Voilà un vrai film de SF ! Puissant, prenant, comme on en voit peu. Attention nous ne sommes pas là dans le domaine du grand spectacle (encore que) façon Top Gun 2 _ J’ai apprécié ce film d’ailleurs _ non, nous parlons là d’un film qui se mérite, traitant de thèmes profonds et existentiels. Des mots qui peuvent faire peur à notre époque, bombardés que nous sommes de news déprimantes, pendant que nos frères et sœurs ukrainiens, eux, le sont par des bombes et une idéologie malade. Depuis la pandémie, le public est peut-être fatigué de résister à ce flot ininterrompu, pourtant il faut continuer, car _ attention spoiler !!! _ cette lutte n’en finira jamais. Et si décidément vous ne supportez pas cette situation qui ne vous permet plus d’alimenter votre feed, payez vous un voyage à Dubaï et prenez une résidence avec vos semblables dans le vaste open-space de vos cerveaux.

Après cette digression politique, reprenons calmement.

Règle numéro 1, ne jamais s’excuser d’aimer et de défendre les films intelligents et leurs auteurs.
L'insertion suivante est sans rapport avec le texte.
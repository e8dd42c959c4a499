//! Driven port for flashcard persistence.

use async_trait::async_trait;

use crate::domain::{Flashcard, FlashcardId, NewFlashcard};

use super::define_port_error;

define_port_error! {
    /// Persistence errors raised by flashcard repository adapters.
    pub enum FlashcardPersistenceError {
        /// Repository connection could not be established.
        Connection { message: String } => "flashcard repository connection failed: {message}",
        /// Query or mutation failed during execution.
        Query { message: String } => "flashcard repository query failed: {message}",
    }
}

#[cfg_attr(test, mockall::automock)]
#[async_trait]
pub trait FlashcardRepository: Send + Sync {
    /// Store a flashcard, assigning its id and creation time. Each call is
    /// committed on its own.
    async fn insert(&self, flashcard: &NewFlashcard) -> Result<Flashcard, FlashcardPersistenceError>;

    /// All flashcards, newest first (`created_at` then `id`, descending).
    async fn list_newest_first(&self) -> Result<Vec<Flashcard>, FlashcardPersistenceError>;

    /// Remove a flashcard. Returns `false` when no row had that id.
    async fn delete(&self, id: FlashcardId) -> Result<bool, FlashcardPersistenceError>;
}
La mise en place des Crimes du Futur est choc. (Attention divulgachage partiel sur 1ère scène) Une plage où un enfant joue sur le rivage. Ce n’est visiblement pas l’été. Sa mère inquiète l’observe depuis la terrasse. Ne touche à rien, crie-t-elle, avant de le rappeler à l’intérieur. Combien de parents de par le monde ont connu ce moments, jusque là, rien d’anormal. Pourtant l’atmosphère se tend, peut-être à cause de son émotion . Sa tendresse avec son enfant n’est pas si évidente. Ce que confirme d’autant plus le moment du coucher, elle surprend son fils en train de dévorer un poubelle en plastique, dont il ingère les morceaux grâce à une bave aux propriétés acides générée par sa bouche.

Elle l’observe longuement, son visage impénétrable reflétant progressivement le sentiment de révulsion qui la possède, alors que nous, spectateurs, en sommes encore à gérer notre propre surprise. Et c’est toute l’habileté du metteur en scène de s’en tenir à cette dichotomie de regards.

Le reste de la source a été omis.